What will be the tab for a restored Chesapeake? No one really knows how much the nutrient and sediment reductions will cost, but several estimates have been made.
The Chesapeake Bay Commission, which represents the legislatures of Maryland, Virginia and Pennsylvania, produced a report in 2003, “The Cost of a Clean Bay,” which estimated that it would cost slightly more than $10 billion to achieve current water quality goals by 2010.
The Bay Program has made a similar estimate—suggesting it could take about $1.1 billion a year from now through the end of the decade to achieve the goals.
Those figures come with an important caveat. They were based on the estimated cost of implementing a hypothetical mix of nutrient control practices that would achieve the nutrient reduction goals. The mix was not based on the cost-effectiveness of different nutrient control techniques; some disproportionately expensive nutrient control practices, such as retrofitting stormwater systems in older cities, have huge costs for small nutrient benefits.
Nor do the estimates take into account potential savings that may be realized from the development of trading programs, which allow sources that can control nutrients cheaply to sell “credits” to those for which nutrient controls are more expensive, as long as overall goals are met.
Also, some costs are conservative, worst-case, estimates. For instance, the Bay Program calculated wastewater treatment plant upgrades could cost $4.5 billion throughout the watershed. Already, a Maryland engineering study found that upgrades at that state’s plants would be 32 percent less than the Bay Program estimate. A recent study by the Hampton Roads Sanitation District in Virginia found that upgrades at its 8 facilities would cost 23 percent less than the Bay Program estimate.
The Alliance for the Chesapeake Bay, in a December report, “Chesapeake 2004: A Blueprint for Success,” indicated that currently available, cost-effective technologies could achieve 90 percent of the needed nutrient reductions.
Those included the use of state-of-the-art nutrient control technology, combined with trading programs, at wastewater treatment plants throughout the watershed. The report also called for full implementation of nutrient management plans on all farms, and widespread use of cover crops on croplands throughout the basin.

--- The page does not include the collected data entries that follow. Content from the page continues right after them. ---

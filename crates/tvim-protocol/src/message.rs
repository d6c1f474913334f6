//! Protocol message types for daemon communication.

use serde::{Deserialize, Serialize};
use tvim_core::{
    Bundle, ChannelUri, ContentRating, InputDescriptor, InputId, InputState, Permission,
    PlaybackParams, SessionEvent, SessionToken, TrackType, TuneParams, UserId,
};

use crate::version::ProtocolVersion;

/// Requests a client can send to the daemon.
#[derive(Debug, Clone, PartialEq, Serialize, Deserialize)]
#[serde(tag = "type", rename_all = "snake_case")]
pub enum MessageType {
    /// Handshake. Must be the first message on a connection.
    Connect {
        #[serde(default, skip_serializing_if = "Option::is_none")]
        client_id: Option<String>,
        /// Capability permissions the client asks for.
        #[serde(default, skip_serializing_if = "Vec::is_empty")]
        permissions: Vec<Permission>,
    },

    /// Ping to check connection
    Ping { seq: u64 },

    /// Client disconnecting gracefully
    Disconnect,

    // ------------------------------------------------------------------
    // Input registry
    // ------------------------------------------------------------------
    GetInputList,
    GetInputInfo { input_id: InputId },
    GetInputState { input_id: InputId },
    /// Start receiving input registry events on this connection.
    RegisterCallback,
    UnregisterCallback,

    // ------------------------------------------------------------------
    // Parental controls
    // ------------------------------------------------------------------
    IsParentalControlsEnabled,
    SetParentalControlsEnabled { enabled: bool },
    IsRatingBlocked { rating: ContentRating },
    AddBlockedRating { rating: ContentRating },
    RemoveBlockedRating { rating: ContentRating },
    GetBlockedRatings,

    // ------------------------------------------------------------------
    // Sessions
    // ------------------------------------------------------------------
    /// Result arrives later as `session_created` with the same `seq`.
    CreateSession { input_id: InputId, seq: u64 },
    ReleaseSession { token: SessionToken },
    SetMainSession {
        #[serde(default)]
        token: Option<SessionToken>,
    },
    Tune {
        token: SessionToken,
        uri: ChannelUri,
        #[serde(default)]
        params: TuneParams,
    },
    SetVolume { token: SessionToken, volume: f32 },
    SetCaptionEnabled { token: SessionToken, enabled: bool },
    SelectTrack {
        token: SessionToken,
        track_type: TrackType,
        #[serde(default)]
        track_id: Option<String>,
    },
    SendAppPrivateCommand {
        token: SessionToken,
        action: String,
        #[serde(default)]
        data: Bundle,
    },
    UnblockContent { token: SessionToken, rating: ContentRating },
    TimeShiftPause { token: SessionToken },
    TimeShiftResume { token: SessionToken },
    TimeShiftSeekTo { token: SessionToken, time_ms: i64 },
    TimeShiftSetPlaybackParams { token: SessionToken, params: PlaybackParams },
    TimeShiftEnablePositionTracking { token: SessionToken, enabled: bool },

    /// Diagnostic dump of broker state.
    Dump,
}

/// Messages sent from client to daemon.
#[derive(Debug, Clone, PartialEq, Serialize, Deserialize)]
pub struct ClientMessage {
    /// Protocol version
    pub protocol_version: ProtocolVersion,

    /// User the request targets. Absent means the active user.
    #[serde(default, skip_serializing_if = "Option::is_none")]
    pub user_id: Option<UserId>,

    /// Message payload
    #[serde(flatten)]
    pub message: MessageType,
}

impl ClientMessage {
    /// Creates a new client message with current protocol version.
    pub fn new(message: MessageType) -> Self {
        Self {
            protocol_version: ProtocolVersion::CURRENT,
            user_id: None,
            message,
        }
    }

    #[must_use]
    pub fn for_user(mut self, user_id: UserId) -> Self {
        self.user_id = Some(user_id);
        self
    }

    pub fn connect(client_id: Option<String>, permissions: Vec<Permission>) -> Self {
        Self::new(MessageType::Connect {
            client_id,
            permissions,
        })
    }

    pub fn ping(seq: u64) -> Self {
        Self::new(MessageType::Ping { seq })
    }

    pub fn disconnect() -> Self {
        Self::new(MessageType::Disconnect)
    }

    pub fn get_input_list() -> Self {
        Self::new(MessageType::GetInputList)
    }

    pub fn register_callback() -> Self {
        Self::new(MessageType::RegisterCallback)
    }

    pub fn create_session(input_id: InputId, seq: u64) -> Self {
        Self::new(MessageType::CreateSession { input_id, seq })
    }

    pub fn release_session(token: SessionToken) -> Self {
        Self::new(MessageType::ReleaseSession { token })
    }

    pub fn tune(token: SessionToken, uri: ChannelUri, params: TuneParams) -> Self {
        Self::new(MessageType::Tune { token, uri, params })
    }
}

/// Stable machine-readable error codes.
#[derive(Debug, Clone, Copy, PartialEq, Eq, Serialize, Deserialize)]
#[serde(rename_all = "snake_case")]
pub enum ErrorCode {
    SessionNotFound,
    InputNotFound,
    PermissionDenied,
    InvalidRequest,
    NotConnected,
    Internal,
}

/// Messages sent from daemon to clients.
///
/// Responses arrive in request order. Events (`input_*`, `session_*`)
/// may be interleaved between responses at any point.
#[derive(Debug, Clone, PartialEq, Serialize, Deserialize)]
#[serde(tag = "type", rename_all = "snake_case")]
pub enum DaemonMessage {
    /// Connection accepted
    Connected {
        protocol_version: ProtocolVersion,
        client_id: String,
        /// The user requests without `user_id` resolve to.
        user_id: UserId,
    },

    /// Connection rejected (version mismatch, etc.)
    Rejected {
        reason: String,
        protocol_version: ProtocolVersion,
    },

    Pong { seq: u64 },

    /// Request accepted with nothing to return.
    Ack,

    Error {
        message: String,
        #[serde(skip_serializing_if = "Option::is_none")]
        code: Option<ErrorCode>,
    },

    // ------------------------------------------------------------------
    // Responses
    // ------------------------------------------------------------------
    InputList { inputs: Vec<InputDescriptor> },
    InputInfo { input: Option<InputDescriptor> },
    InputState { input_id: InputId, state: InputState },
    ParentalControls { enabled: bool },
    RatingBlocked { rating: ContentRating, blocked: bool },
    BlockedRatings { ratings: Vec<ContentRating> },
    Dump { snapshot: serde_json::Value },

    // ------------------------------------------------------------------
    // Events
    // ------------------------------------------------------------------
    InputAdded { input_id: InputId },
    InputRemoved { input_id: InputId },
    InputUpdated { input_id: InputId },
    InputStateChanged { input_id: InputId, state: InputState },
    SessionCreated {
        input_id: InputId,
        token: Option<SessionToken>,
        seq: u64,
    },
    SessionReleased { token: SessionToken, seq: u64 },
    SessionEvent {
        token: SessionToken,
        seq: u64,
        event: SessionEvent,
    },
}

impl DaemonMessage {
    pub fn connected(client_id: String, user_id: UserId) -> Self {
        Self::Connected {
            protocol_version: ProtocolVersion::CURRENT,
            client_id,
            user_id,
        }
    }

    pub fn rejected(reason: &str) -> Self {
        Self::Rejected {
            reason: reason.to_string(),
            protocol_version: ProtocolVersion::CURRENT,
        }
    }

    pub fn error(message: impl Into<String>, code: ErrorCode) -> Self {
        Self::Error {
            message: message.into(),
            code: Some(code),
        }
    }

    /// True for unsolicited event messages.
    pub fn is_event(&self) -> bool {
        matches!(
            self,
            Self::InputAdded { .. }
                | Self::InputRemoved { .. }
                | Self::InputUpdated { .. }
                | Self::InputStateChanged { .. }
                | Self::SessionCreated { .. }
                | Self::SessionReleased { .. }
                | Self::SessionEvent { .. }
        )
    }
}
//! Hardware pass-through device descriptions.

use serde::{Deserialize, Serialize};

use crate::input::{InputState, InputType};

/// A hardware input device known to the hardware manager.
#[derive(Debug, Clone, PartialEq, Eq, Serialize, Deserialize)]
pub struct HardwareInfo {
    pub device_id: u32,
    pub input_type: InputType,
    #[serde(default, skip_serializing_if = "Option::is_none")]
    pub hdmi_port_id: Option<u32>,
}

impl HardwareInfo {
    pub fn new(device_id: u32, input_type: InputType) -> Self {
        Self {
            device_id,
            input_type,
            hdmi_port_id: None,
        }
    }

    #[must_use]
    pub fn with_hdmi_port(mut self, port: u32) -> Self {
        self.hdmi_port_id = Some(port);
        self
    }
}

/// Power status reported by an HDMI-CEC device.
#[derive(Debug, Clone, Copy, PartialEq, Eq, Default, Serialize, Deserialize)]
#[serde(rename_all = "snake_case")]
pub enum HdmiPowerStatus {
    On,
    Standby,
    TransientToOn,
    TransientToStandby,
    #[default]
    Unknown,
}

impl HdmiPowerStatus {
    /// Input state implied by this power status, if any.
    pub fn to_input_state(self) -> Option<InputState> {
        match self {
            Self::On => Some(InputState::Connected),
            Self::Standby | Self::TransientToOn | Self::TransientToStandby => {
                Some(InputState::ConnectedStandby)
            }
            Self::Unknown => None,
        }
    }
}

/// An HDMI-CEC device behind a hardware port.
#[derive(Debug, Clone, PartialEq, Eq, Serialize, Deserialize)]
pub struct HdmiDeviceInfo {
    pub id: u32,
    pub port_id: u32,
    pub logical_address: u32,
    #[serde(default)]
    pub power_status: HdmiPowerStatus,
    #[serde(default, skip_serializing_if = "Option::is_none")]
    pub display_name: Option<String>,
}

impl HdmiDeviceInfo {
    pub fn new(id: u32, port_id: u32, logical_address: u32) -> Self {
        Self {
            id,
            port_id,
            logical_address,
            power_status: HdmiPowerStatus::Unknown,
            display_name: None,
        }
    }

    #[must_use]
    pub fn with_power_status(mut self, status: HdmiPowerStatus) -> Self {
        self.power_status = status;
        self
    }
}

/// A stream configuration offered by a hardware input.
#[derive(Debug, Clone, PartialEq, Eq, Serialize, Deserialize)]
pub struct StreamConfig {
    pub stream_id: u32,
    pub generation: u32,
    pub max_width: u32,
    pub max_height: u32,
}

#[cfg(test)]
mod tests {
    use super::*;

    #[test]
    fn test_power_status_mapping() {
        assert_eq!(HdmiPowerStatus::On.to_input_state(), Some(InputState::Connected));
        assert_eq!(
            HdmiPowerStatus::Standby.to_input_state(),
            Some(InputState::ConnectedStandby)
        );
        assert_eq!(
            HdmiPowerStatus::TransientToOn.to_input_state(),
            Some(InputState::ConnectedStandby)
        );
        assert_eq!(HdmiPowerStatus::Unknown.to_input_state(), None);
    }
}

The report did not give a total cost, but suggested it could be substantially less than other figures.
If such programs achieved 90 percent of the nitrogen goal, and proposed EPA air regulatory programs reduced nitrogen by another 8 million pounds as the agency has estimated, it would nearly achieve the Bay Program nitrogen goal.
On another financial front, the Bay Program in March will begin convening a “blue ribbon” panel aimed at identifying new sources of funding to help pay for cleanup efforts. It is to report its findings this fall.